Ezra Pound reports that when Yeats asked Aubrey Beardsley "why he drew horrors", the illustrator replied simply that "beauty is difficult" (Pound, Canto 80). So is clarity. Indeed, there is a sense in which clarity just is the beauty of scholarly writing, its highest stylistic virtue. The best way to achieve it is to say what we mean through a series of assertions, i.e., statements of fact we believe to be true. At one end, therefore, the difficulty lies in the nature of the idea we are trying to express, sometimes in the obscurity of the facts we are going to have to state. At the other end, the difficulty lies in the limitations of language—more precisely, the limits of our mastery of the language. (It can be argued that the expressive resources of the language are limitless.) It is always possible, however, to attain clarity by compromising the idea. Failing to state one fact, we might state another one, a less obscure one.
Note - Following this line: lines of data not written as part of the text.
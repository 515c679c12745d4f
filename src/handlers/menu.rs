// src/handlers/menu.rs

use axum::{extract::State, http::StatusCode, response::IntoResponse, Json};

use crate::{
    common::error::AppError,
    config::AppState,
    middleware::auth::AuthenticatedUser,
    models::menu::MenuData,
};

// GET /api/menu
#[utoipa::path(
    get,
    path = "/api/menu",
    tag = "Menu",
    responses(
        (status = 200, description = "Categorias e itens do cardápio", body = MenuData)
    ),
    security(("api_jwt" = []))
)]
pub async fn get_menu(
    State(app_state): State<AppState>,
    _user: AuthenticatedUser,
) -> Result<impl IntoResponse, AppError> {
    let categories = app_state.menu_repo.list_categories().await?;
    let items = app_state.menu_repo.list_items().await?;

    Ok((StatusCode::OK, Json(MenuData { categories, items })))
}
// src/db/order_repo.rs

use chrono::{DateTime, Utc};
use sqlx::{Executor, PgPool, Postgres};
use crate::{
    common::{db_utils::foreign_key_not_found, error::AppError},
    models::order::{Factor, FactorStatus, OpenOrder, OrderItem},
    services::order_lines::OrderLine,
};

const FACTOR_COLUMNS: &str = "id, table_id, customer_name, customer_phone, invoice_amount, \
                              system_user_id, status, created_at, updated_at";

#[derive(Clone)]
pub struct OrderRepository {
    pool: PgPool,
}

impl OrderRepository {
    pub fn new(pool: PgPool) -> Self {
        Self { pool }
    }

    // =========================================================================
    //  FATURAS
    // =========================================================================

    pub async fn create_factor<'e, E>(
        &self,
        executor: E,
        table_id: i64,
        system_user_id: i64,
        customer_name: &str,
        customer_phone: Option<&str>,
        now: DateTime<Utc>,
    ) -> Result<Factor, AppError>
    where
        E: Executor<'e, Database = Postgres>,
    {
        // O total começa zerado e é recalculado depois de gravar as linhas
        let factor = sqlx::query_as::<_, Factor>(&format!(
            r#"
            INSERT INTO factors (
                table_id, customer_name, customer_phone, invoice_amount,
                system_user_id, status, created_at, updated_at
            )
            VALUES ($1, $2, $3, 0, $4, $5, $6, $6)
            RETURNING {FACTOR_COLUMNS}
            "#
        ))
        .bind(table_id)
        .bind(customer_name)
        .bind(customer_phone)
        .bind(system_user_id)
        .bind(FactorStatus::Open)
        .bind(now)
        .fetch_one(executor)
        .await?;

        Ok(factor)
    }

    /// Leitura fora de transação: fatura aberta da mesa com as suas linhas.
    pub async fn find_open_order(&self, table_id: i64) -> Result<Option<OpenOrder>, AppError> {
        let Some(factor) = self.find_open_factor_for_table(&self.pool, table_id).await? else {
            return Ok(None);
        };
        let items = self.list_items(&self.pool, factor.id).await?;

        Ok(Some(OpenOrder { factor, items }))
    }

    /// Trava a fatura até o fim da transação.
    pub async fn lock_factor<'e, E>(&self, executor: E, id: i64) -> Result<Option<Factor>, AppError>
    where
        E: Executor<'e, Database = Postgres>,
    {
        let factor = sqlx::query_as::<_, Factor>(&format!(
            "SELECT {FACTOR_COLUMNS} FROM factors WHERE id = $1 FOR UPDATE"
        ))
        .bind(id)
        .fetch_optional(executor)
        .await?;

        Ok(factor)
    }

    /// Fatura aberta mais recente da mesa.
    pub async fn find_open_factor_for_table<'e, E>(
        &self,
        executor: E,
        table_id: i64,
    ) -> Result<Option<Factor>, AppError>
    where
        E: Executor<'e, Database = Postgres>,
    {
        let factor = sqlx::query_as::<_, Factor>(&format!(
            r#"
            SELECT {FACTOR_COLUMNS} FROM factors
            WHERE table_id = $1 AND status = $2
            ORDER BY id DESC
            LIMIT 1
            "#
        ))
        .bind(table_id)
        .bind(FactorStatus::Open)
        .fetch_optional(executor)
        .await?;

        Ok(factor)
    }

    pub async fn update_customer<'e, E>(
        &self,
        executor: E,
        id: i64,
        system_user_id: i64,
        customer_name: &str,
        customer_phone: Option<&str>,
        now: DateTime<Utc>,
    ) -> Result<(), AppError>
    where
        E: Executor<'e, Database = Postgres>,
    {
        sqlx::query(
            r#"
            UPDATE factors
            SET customer_name = $1, customer_phone = $2, system_user_id = $3, updated_at = $4
            WHERE id = $5
            "#,
        )
        .bind(customer_name)
        .bind(customer_phone)
        .bind(system_user_id)
        .bind(now)
        .bind(id)
        .execute(executor)
        .await?;

        Ok(())
    }

    pub async fn set_factor_status<'e, E>(
        &self,
        executor: E,
        id: i64,
        status: FactorStatus,
        now: DateTime<Utc>,
    ) -> Result<(), AppError>
    where
        E: Executor<'e, Database = Postgres>,
    {
        // paid_at só é preenchido no fechamento
        sqlx::query(
            "UPDATE factors
             SET status = $1, updated_at = $2,
                 paid_at = CASE WHEN $1 = 'paid'::factor_status THEN $2 ELSE paid_at END
             WHERE id = $3",
        )
            .bind(status)
            .bind(now)
            .bind(id)
            .execute(executor)
            .await?;

        Ok(())
    }

    pub async fn move_factor<'e, E>(
        &self,
        executor: E,
        id: i64,
        table_id: i64,
        now: DateTime<Utc>,
    ) -> Result<(), AppError>
    where
        E: Executor<'e, Database = Postgres>,
    {
        sqlx::query("UPDATE factors SET table_id = $1, updated_at = $2 WHERE id = $3")
            .bind(table_id)
            .bind(now)
            .bind(id)
            .execute(executor)
            .await?;

        Ok(())
    }

    /// Recalcula e atualiza o total em UMA única query, a partir das linhas gravadas.
    pub async fn recalculate_invoice<'e, E>(&self, executor: E, id: i64) -> Result<i64, AppError>
    where
        E: Executor<'e, Database = Postgres>,
    {
        let total: i64 = sqlx::query_scalar(
            r#"
            UPDATE factors
            SET invoice_amount = (
                SELECT COALESCE(SUM(price * quantity), 0)::BIGINT
                FROM order_items
                WHERE order_items.factor_id = factors.id
            )
            WHERE id = $1
            RETURNING invoice_amount
            "#,
        )
        .bind(id)
        .fetch_one(executor)
        .await?;

        Ok(total)
    }

    // =========================================================================
    //  LINHAS DO PEDIDO
    // =========================================================================

    pub async fn list_items<'e, E>(&self, executor: E, factor_id: i64) -> Result<Vec<OrderItem>, AppError>
    where
        E: Executor<'e, Database = Postgres>,
    {
        let items = sqlx::query_as::<_, OrderItem>(
            r#"
            SELECT id, factor_id, menu_item_id, quantity, price, notes
            FROM order_items
            WHERE factor_id = $1
            ORDER BY id
            "#,
        )
        .bind(factor_id)
        .fetch_all(executor)
        .await?;

        Ok(items)
    }

    pub async fn insert_item<'e, E>(
        &self,
        executor: E,
        factor_id: i64,
        line: &OrderLine,
    ) -> Result<OrderItem, AppError>
    where
        E: Executor<'e, Database = Postgres>,
    {
        let item = sqlx::query_as::<_, OrderItem>(
            r#"
            INSERT INTO order_items (factor_id, menu_item_id, quantity, price, notes)
            VALUES ($1, $2, $3, $4, $5)
            RETURNING id, factor_id, menu_item_id, quantity, price, notes
            "#,
        )
        .bind(factor_id)
        .bind(line.menu_item_id)
        .bind(line.quantity)
        .bind(line.price)
        .bind(line.notes.as_deref())
        .fetch_one(executor)
        .await
        .map_err(|e| {
            foreign_key_not_found(
                e,
                &format!("Item do cardápio {} não encontrado.", line.menu_item_id),
            )
        })?;

        Ok(item)
    }

    /// Atualiza quantidade e observação no lugar. O preço capturado não muda.
    pub async fn update_item<'e, E>(
        &self,
        executor: E,
        factor_id: i64,
        line: &OrderLine,
    ) -> Result<(), AppError>
    where
        E: Executor<'e, Database = Postgres>,
    {
        sqlx::query(
            r#"
            UPDATE order_items SET quantity = $1, notes = $2
            WHERE factor_id = $3 AND menu_item_id = $4
            "#,
        )
        .bind(line.quantity)
        .bind(line.notes.as_deref())
        .bind(factor_id)
        .bind(line.menu_item_id)
        .execute(executor)
        .await?;

        Ok(())
    }

    pub async fn delete_item<'e, E>(&self, executor: E, factor_id: i64, menu_item_id: i64) -> Result<(), AppError>
    where
        E: Executor<'e, Database = Postgres>,
    {
        sqlx::query("DELETE FROM order_items WHERE factor_id = $1 AND menu_item_id = $2")
            .bind(factor_id)
            .bind(menu_item_id)
            .execute(executor)
            .await?;

        Ok(())
    }
}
The result may be perfectly clear prose, but we have of course sidestepped the difficulty.
Overcoming the real difficulty of scholarly writing is hard work that requires repeated effort, one statement at a time.
Update at 8:02 AM: I've struck the last sentence because the paragraph seems to me to end more squarely with the previous one. The idea in the last sentence (now struck) actually deserves another paragraph, namely, the one I wrote yesterday.